Nesse contexto, a perseguição sistemática de comunidades vulneráveis revela que a ação policial nunca foi neutra. Grupos como os trabalhadores sem-teto, mulheres, população lgbtqia+, as minorias raciais e os jovens das periferias são alvos preferenciais de abordagens truculentas e políticas repressivas. Esse padrão de conduta não é acidental, parte de uma lógica de contenção social que visa proteger os interesses do capital e impedir que a pobreza se torne visível nas áreas centrais das cidades, onde reside a elite econômica. Em última análise, a polícia atua como uma linha de defesa da propriedade privada e da tranquilidade burguesa, mantendo a desigualdade social sob controle. A medida do rigor do sistema de justiça criminal e da truculência da polícia é a medida da desigualdade presente. Por isso mesmo, quanto mais desigual é a sociedade, mais necessários se fazem os presídios.
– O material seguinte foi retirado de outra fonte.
use std::process::ExitCode;

use clap::{Parser, Subcommand, ValueEnum};
use mathgrader::{
    calculus::{
        integral::integrate,
        summation::{Parity, summation},
    },
    error::GradingError,
    evaluate,
    grading::{config::CheckConfig, protocol::Checker, tolerance::Tolerance},
    interpreter::evaluator::core::{EvalOptions, Evaluator, Scope},
};
use rand::{SeedableRng, rngs::StdRng};

/// mathgrader evaluates formulas and checks them against reference answers
/// by random sampling.
#[derive(Parser, Debug)]
#[command(version, about, long_about = None)]
struct Args {
    #[command(subcommand)]
    command: Command,
}

#[derive(Subcommand, Debug)]
enum Command {
    /// Evaluates a formula.
    Eval {
        expression: String,

        /// Binds a variable, as in `--var x=2` or `--var z=1+2*i`.
        #[arg(long = "var", value_parser = parse_binding)]
        vars: Vec<(String, String)>,

        /// Accepts infinite results instead of reporting an overflow.
        #[arg(long)]
        allow_inf: bool,

        /// Largest array dimension allowed: 0 scalars, 1 vectors, 2 matrices.
        #[arg(long)]
        max_array_dim: Option<usize>,

        /// Enables the metric suffixes k M G T m u n p.
        #[arg(long)]
        metric: bool,
    },
    /// Checks an input against a reference answer.
    Check {
        /// Reference formula.
        #[arg(long)]
        answer: String,

        /// Formula to check.
        #[arg(long)]
        input: String,

        /// Comma-separated variable names.
        #[arg(long, value_delimiter = ',')]
        variables: Vec<String>,

        /// Number of samples.
        #[arg(long, default_value_t = 5)]
        samples: usize,

        /// Samples allowed to disagree.
        #[arg(long, default_value_t = 0)]
        failable: usize,

        /// Tolerance, absolute (`0.001`) or relative (`0.1%`).
        #[arg(long)]
        tolerance: Option<Tolerance>,

        /// Seed for reproducible sampling.
        #[arg(long)]
        seed: Option<u64>,

        /// Appends per-sample evaluation data to the message.
        #[arg(long)]
        debug: bool,
    },
    /// Computes a definite integral.
    Integrate {
        lower:     String,
        upper:     String,
        integrand: String,

        /// Integration variable.
        #[arg(long, default_value = "x")]
        variable: String,
    },
    /// Sums a formula over a range of integers.
    Sum {
        lower:   String,
        upper:   String,
        summand: String,

        /// Summation variable.
        #[arg(long, default_value = "n")]
        variable: String,

        /// Which integers to include.
        #[arg(long, value_enum, default_value_t = ParityArg::All)]
        parity: ParityArg,
    },
}

#[derive(ValueEnum, Debug, Clone, Copy)]
enum ParityArg {
    All,
    Even,
    Odd,
}

impl From<ParityArg> for Parity {
    fn from(parity: ParityArg) -> Self {
        match parity {
            ParityArg::All => Self::All,
            ParityArg::Even => Self::Even,
            ParityArg::Odd => Self::Odd,
        }
    }
}

fn parse_binding(s: &str) -> Result<(String, String), String> {
    let (name, value) = s.split_once('=')
                         .ok_or_else(|| format!("expected name=value, got '{s}'"))?;
    Ok((name.trim().to_string(), value.trim().to_string()))
}

fn main() -> ExitCode {
    env_logger::Builder::from_env(env_logger::Env::default().default_filter_or("warn")).init();

    let args = Args::parse();

    match run(args.command) {
        Ok(()) => ExitCode::SUCCESS,
        Err(e) => {
            eprintln!("{e}");
            ExitCode::FAILURE
        },
    }
}

fn run(command: Command) -> Result<(), GradingError> {
    match command {
        Command::Eval { expression,
                        vars,
                        allow_inf,
                        max_array_dim,
                        metric, } => {
            let mut scope = Scope::with_defaults();
            if metric {
                scope = scope.with_metric_suffixes();
            }
            for (name, formula) in vars {
                let (value, _) = evaluate(&formula, &scope, &EvalOptions::default())?;
                scope = scope.with_variable(name, value);
            }

            let options = EvalOptions { max_array_dim,
                                        allow_inf,
                                        ..EvalOptions::default() };
            let (value, _) = evaluate(&expression, &scope, &options)?;
            println!("{value}");
        },
        Command::Check { answer,
                         input,
                         variables,
                         samples,
                         failable,
                         tolerance,
                         seed,
                         debug, } => {
            let mut config = CheckConfig::new(answer.as_str()).with_variables(variables)
                                                              .with_samples(samples)
                                                              .with_failable_evals(failable);
            if let Some(tolerance) = tolerance {
                config = config.with_tolerance(tolerance);
            }
            config.debug = debug;

            let checker = Checker::new(config)?;
            let mut rng = seed.map_or_else(StdRng::from_os_rng, StdRng::seed_from_u64);
            let result = checker.check(&input, &mut rng)?;
            println!("{result}");
        },
        Command::Integrate { lower,
                             upper,
                             integrand,
                             variable, } => {
            let value = integrate(&Evaluator::new(),
                                  &Scope::with_defaults(),
                                  &lower,
                                  &upper,
                                  &integrand,
                                  &variable)?;
            println!("{value}");
        },
        Command::Sum { lower,
                       upper,
                       summand,
                       variable,
                       parity, } => {
            let value = summation(&Evaluator::new(),
                                  &Scope::with_defaults(),
                                  &lower,
                                  &upper,
                                  &summand,
                                  &variable,
                                  parity.into())?;
            println!("{value}");
        },
    }
    Ok(())
}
Essa é justamente uma das teses mais importantes do filósofo Michel Foucault, de que o crime e a punição desempenham um papel econômico no exercício do poder. Ao regular a criminalidade e selecionar certos tipos de crimes e criminosos para perseguição, o sistema de justiça cria uma classe de "delinquentes" que podem ser utilizados como instrumentos para outras formas de controle social. Esse grupo de "delinquentes" acaba sendo funcional para a manutenção de certas estruturas sociais, econômicas e políticas.


Dessa forma, a análise histórica e crítica da função da polícia demonstra que sua atuação vai muito além de "proteger e servir". Suas raízes estão entrelaçadas com a necessidade de controlar as massas e manter as estruturas de poder econômico intactas. Ao identificar essa dinâmica, é possível questionar os limites e propósitos da polícia na sociedade atual e abrir um debate sobre o papel das instituições de segurança pública em um contexto de crescente desigualdade social e econômica. Afinal, até que ponto a segurança que a polícia diz promover beneficia a população como um todo — ou se restringe a proteger os privilégios de alguns?